A lo largo de los años han ido apareciendo los cibercanales de nueva generación. Pese a que éstos son más dados a las ciberseries, también emiten webnovelas. Es el caso de laDox.
Por lo general, el canal que más promociona las webnovelas es el foro de webnovelas. Su moderadora se llama Acka. En su honor, los Premios "Webnovelas Internacional" también se conocen como "Premios Acka".
Otros canales dedicados a la difusión y promoción de este género son los siguientes:
El foro de webnovelas de Univision.com.
El Área Dramática Virtual del Fotech.
También se han creado revistas virtuales. Se publican en Internet. Pero algunas simulan ser revistas impresas.

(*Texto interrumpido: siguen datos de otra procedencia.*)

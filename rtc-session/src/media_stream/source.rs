use std::sync::Arc;

use log::{debug, warn};

use super::track::{MediaStreamTrack, MediaStreamTrackKind};
use super::MediaStream;
use crate::error::{Error, Result};
use crate::util::math_rand_alpha_number;

const STREAM_ID_LEN: usize = 16;
const OBJECT_URL_PREFIX: &str = "blob:rtc-session/";

/// Requested capture capabilities.
#[derive(Default, Debug, Copy, Clone, PartialEq, Eq)]
pub struct MediaStreamConstraints {
    pub audio: bool,
    pub video: bool,
}

impl MediaStreamConstraints {
    pub(crate) fn validate(&self) -> Result<()> {
        if !self.audio && !self.video {
            return Err(Error::ErrInvalidConstraints);
        }
        Ok(())
    }
}

/// The platform capture boundary.
///
/// `request_capture` may block for a long time, e.g. while a permission
/// prompt is shown, so [`MediaSource`] always calls it from a blocking
/// worker thread.
pub trait CaptureDevice: Send + Sync {
    fn request_capture(&self, constraints: &MediaStreamConstraints) -> Result<MediaStream>;
}

/// An in-memory capture device with fixed capabilities.
#[derive(Debug, Clone)]
pub struct StaticCaptureDevice {
    pub has_audio: bool,
    pub has_video: bool,
    pub permission_granted: bool,
}

impl Default for StaticCaptureDevice {
    fn default() -> Self {
        StaticCaptureDevice {
            has_audio: true,
            has_video: true,
            permission_granted: true,
        }
    }
}

impl CaptureDevice for StaticCaptureDevice {
    fn request_capture(&self, constraints: &MediaStreamConstraints) -> Result<MediaStream> {
        if !self.permission_granted {
            return Err(Error::ErrPermissionDenied);
        }
        if constraints.audio && !self.has_audio {
            return Err(Error::ErrDeviceUnavailable(MediaStreamTrackKind::Audio.to_string()));
        }
        if constraints.video && !self.has_video {
            return Err(Error::ErrDeviceUnavailable(MediaStreamTrackKind::Video.to_string()));
        }

        let mut tracks = vec![];
        if constraints.audio {
            tracks.push(MediaStreamTrack::new(
                math_rand_alpha_number(STREAM_ID_LEN),
                MediaStreamTrackKind::Audio,
                "static microphone".to_owned(),
            ));
        }
        if constraints.video {
            tracks.push(MediaStreamTrack::new(
                math_rand_alpha_number(STREAM_ID_LEN),
                MediaStreamTrackKind::Video,
                "static camera".to_owned(),
            ));
        }

        Ok(MediaStream::new(math_rand_alpha_number(STREAM_ID_LEN), tracks))
    }
}

/// Acquires local capture streams.
#[derive(Clone)]
pub struct MediaSource {
    device: Arc<dyn CaptureDevice>,
}

impl MediaSource {
    pub fn new(device: Arc<dyn CaptureDevice>) -> Self {
        MediaSource { device }
    }

    /// Asks the platform for a stream matching `constraints`.
    ///
    /// Must be called from within a tokio runtime.
    pub async fn acquire(&self, constraints: MediaStreamConstraints) -> Result<MediaStream> {
        constraints.validate()?;

        let device = Arc::clone(&self.device);
        let stream = tokio::task::spawn_blocking(move || device.request_capture(&constraints))
            .await
            .map_err(|e| Error::Other(e.to_string()))?;

        match &stream {
            Ok(stream) => debug!(
                "acquired stream {} with {} track(s)",
                stream.stream_id(),
                stream.get_tracks().count()
            ),
            Err(err) => warn!("capture request failed: {err}"),
        }
        stream
    }
}

/// Returns a display-only reference to `stream`. It has no meaning to the
/// negotiation protocol.
pub fn create_object_url(stream: &MediaStream) -> String {
    format!("{OBJECT_URL_PREFIX}{}", stream.stream_id())
}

En conclusión. Las webnovelas son un género en auge. Te acercan a las novelas hasta el punto de llegar a sentirlas. A creerte que las estás viviendo. Son un interesante cruce entre una novela y una telenovela. Como ver en televisión la versión con actores de carne y hueso de tu libro favorito.
Se empeñan en contarnos una historia. La hacen real. Con música...Con unos actores que representan a los personajes a los que dan vida. Hay montajes de videos y de fotos. ¡Quién sabe si algún día esas foronovelas se convierten en telenovelas de verdad!
Mientras tanto, os invito a que las leáis. Hay que saborearlas. Con mucha calma...No os arrepentiréis.
Siempre es bueno descubrir géneros nuevos. Hay muy buenos autores de webnovelas. Es una forma más de darse a conocer. De que conozcamos a autores nuevos. Y llenos de talento. Capaces de hacerte crear una historia que te haga vibrar. Que la sientas en carne propia.
Animo a los autores de webnovelas a que no dejen de escribir. Y a que sigan fascinándonos con sus maravillosas historias.
 Ésta es Maite, uno de los personajes de "La noche del lago", foronovela escrita por Úrsula, también conocida como Nefertiti. Es miembro del Club de las Escritoras, al que pertenezco. Espero que no le importe que haya colocado una imagen de Maite para resaltar lo que es una webnovela.
Úrsula ha sido víctima de plagio en su webnovela y ha tenido que eliminar su blog. Toda precaución es poca. Es muy triste ver cómo alguien te roba lo que es tuyo. Todos estamos expuestos a ese riesgo. Y hay que ser precavido.
Le deseo a Úrsula toda la suerte del mundo.